**Exercise**. Show the lines below that contain the string "MergeConfig".
Extracted data START
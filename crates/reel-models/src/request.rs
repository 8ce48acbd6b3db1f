//! Request bodies accepted by the job API.

use serde::{Deserialize, Serialize};
use serde_json::Value;
use validator::Validate;

use crate::catalog::ParameterBuilder;
use crate::composite::{CompositeSpec, MergeConfig, MergeMode, TransitionSpec};
use crate::effect::{Resolution, ValidationError};

/// One effect entry in a composite request.
#[derive(Debug, Clone, Serialize, Deserialize, Validate)]
pub struct CompositeEffectEntry {
    #[validate(length(min = 1, max = 128))]
    pub effect_id: String,
    #[serde(default)]
    pub params: Value,
}

/// Body of `POST /jobs/composite`.
#[derive(Debug, Clone, Serialize, Deserialize, Validate)]
pub struct CompositeJobRequest {
    #[validate(length(min = 1, max = 32), nested)]
    pub effects: Vec<CompositeEffectEntry>,
    #[serde(default)]
    pub merge_mode: MergeMode,
    /// Target width; defaults to the first effect's width
    #[serde(default)]
    pub width: Option<u32>,
    /// Target height; defaults to the first effect's height
    #[serde(default)]
    pub height: Option<u32>,
    /// Target frame rate; defaults to the first effect's frame rate
    #[serde(default)]
    #[validate(range(min = 1, max = 120))]
    pub fps: Option<u32>,
    #[serde(default)]
    pub transition: Option<TransitionSpec>,
}

impl CompositeJobRequest {
    /// Build every entry through `builder` and assemble a validated spec.
    pub fn build_spec(&self, builder: &dyn ParameterBuilder) -> Result<CompositeSpec, ValidationError> {
        if self.effects.is_empty() {
            return Err(ValidationError::EmptyComposite);
        }
        self.validate()
            .map_err(|e| ValidationError::InvalidRequest(e.to_string()))?;

        let steps = self
            .effects
            .iter()
            .map(|entry| builder.build(&entry.effect_id, &entry.params))
            .collect::<Result<Vec<_>, _>>()?;

        let first = &steps[0];
        let merge = MergeConfig {
            mode: self.merge_mode,
            resolution: Resolution::new(
                self.width.unwrap_or(first.resolution.width),
                self.height.unwrap_or(first.resolution.height),
            ),
            fps: self.fps.unwrap_or(first.fps),
            transition: self.transition,
        };

        let spec = CompositeSpec { steps, merge };
        spec.validate()?;
        Ok(spec)
    }
}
Extracted data END
**Result of this exercise**.
use crate::composite::{CompositeSpec, MergeConfig, MergeMode, TransitionSpec};
        let merge = MergeConfig {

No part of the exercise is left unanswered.